Surface recordings of explosions from small craft Figure 4.12a-d depicts four waveforms collected from detonations in October and November 2011. As listed in Table 4.3, each recording was taken at a different range and bearing to the detonation charge. Charges were of varying sizes, all placed on a flat sandy bottom but in close proximity to other bathymetric features. Although the waveform amplitudes are clipped at peak impulse pressure on all recordings, it is obvious that the characteristics of the waveforms vary significantly, indicating differences in reverberation and total energy for each shot. This variability is likely due to the different recording distances from the shot, as well as the reverberate environment and charge size.
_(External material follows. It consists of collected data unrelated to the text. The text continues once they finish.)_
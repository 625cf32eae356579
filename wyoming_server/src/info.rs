//! Capability descriptor returned for `describe` requests.

use serde::{Deserialize, Serialize};

use crate::protocol::{Event, ProtocolError, INFO};

#[derive(Debug, Clone, PartialEq, Serialize, Deserialize)]
pub struct Attribution {
    pub name: String,
    pub url: String,
}

#[derive(Debug, Clone, PartialEq, Serialize, Deserialize)]
pub struct TtsVoice {
    pub name: String,
    pub description: Option<String>,
    pub attribution: Attribution,
    pub installed: bool,
    pub version: Option<String>,
    pub languages: Vec<String>,
}

#[derive(Debug, Clone, PartialEq, Serialize, Deserialize)]
pub struct TtsProgram {
    pub name: String,
    pub description: Option<String>,
    pub attribution: Attribution,
    pub installed: bool,
    pub version: Option<String>,
    pub voices: Vec<TtsVoice>,
}

/// Body of an `info` event. Only the TTS section is populated; the other
/// service lists are sent empty for clients that expect them.
#[derive(Debug, Clone, PartialEq, Default, Serialize, Deserialize)]
pub struct Info {
    #[serde(default)]
    pub asr: Vec<serde_json::Value>,
    #[serde(default)]
    pub tts: Vec<TtsProgram>,
    #[serde(default)]
    pub handle: Vec<serde_json::Value>,
    #[serde(default)]
    pub intent: Vec<serde_json::Value>,
    #[serde(default)]
    pub wake: Vec<serde_json::Value>,
}

impl Info {
    pub fn event(&self) -> Result<Event, ProtocolError> {
        Event::new(INFO).with_data(self)
    }
}

/// The single cloned voice this server offers.
pub fn describe() -> Info {
    let version = Some(env!("CARGO_PKG_VERSION").to_string());
    Info {
        tts: vec![TtsProgram {
            name: "chatterbox".into(),
            description: Some("Chatterbox TTS with voice cloning".into()),
            attribution: Attribution {
                name: "Resemble AI".into(),
                url: "https://github.com/resemble-ai/chatterbox".into(),
            },
            installed: true,
            version: version.clone(),
            voices: vec![TtsVoice {
                name: "custom".into(),
                description: Some("Custom cloned voice".into()),
                attribution: Attribution {
                    name: "Custom".into(),
                    url: String::new(),
                },
                installed: true,
                version,
                languages: vec!["en".into()],
            }],
        }],
        ..Default::default()
    }
}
67 Figure 4.13 shows that there was no visually notable drop in amplitude of biologically generated noise immediately after the detonation. Figures 4.14a-d quantifies these data, and shows histograms of the RMS, SEL, and peak SPL (mean and standard deviation) values for each of the four explosions. The symbols indicate the mean and unit standard deviation bounds for one out of every 5 histogram super-windows. It should be noted that the explosion values are not shown (denoted by a red line in each figure) because they are well above the maximum y-axis value on each plot. These plots of means and standard deviations do not appear to show changes to the biological noise levels surrounding the detonation events. Rise in sound level on Figures 4.14 c and d at 150s and 120s respectively are explained by the small boat engine from the surface support craft investigated the results of the detonation.

Discussion

Automated detonation detection The explosive event detector identified six explosive events. The log of charges actually detonated on the Pu`uloa range (obtained from U.S. Navy Third Fleet staff) during the data collection period indicates a total of 38 detonations occurred. Given that the recording interval was only 30 seconds every 300 seconds, this result means that 16% of the detonations conducted were recorded while sampling 10% of the time – a result aided by random chance, but encouraging. Additionally, the explosive detector picked out certain high energy broadband sonar events as well. The successful testing of this algorithm on recording from Pu`uloa indicate its use can be expanded and applied to detect anthropogenic impulsive sounds from passive acoustic recordings at other sites.

Surface recordings of explosions from small craft The data indicated that the dominant source of biological acoustic noise, snapping shrimp (Family Alpheidae) did not seem to change observably following the detonations. An interesting and unexpected result of close analysis of the explosive events was the variation in wave forms of the four different explosions (Figure 4.9 and Table 4.3). The regulatory significance of this finding is that the idealized spherical or cylindrical propagation loss model may not apply in the shallow waters of this location. If spherical or cylindrical spreading applied, the exact same waveform (scaled for distance and charge) would be observed.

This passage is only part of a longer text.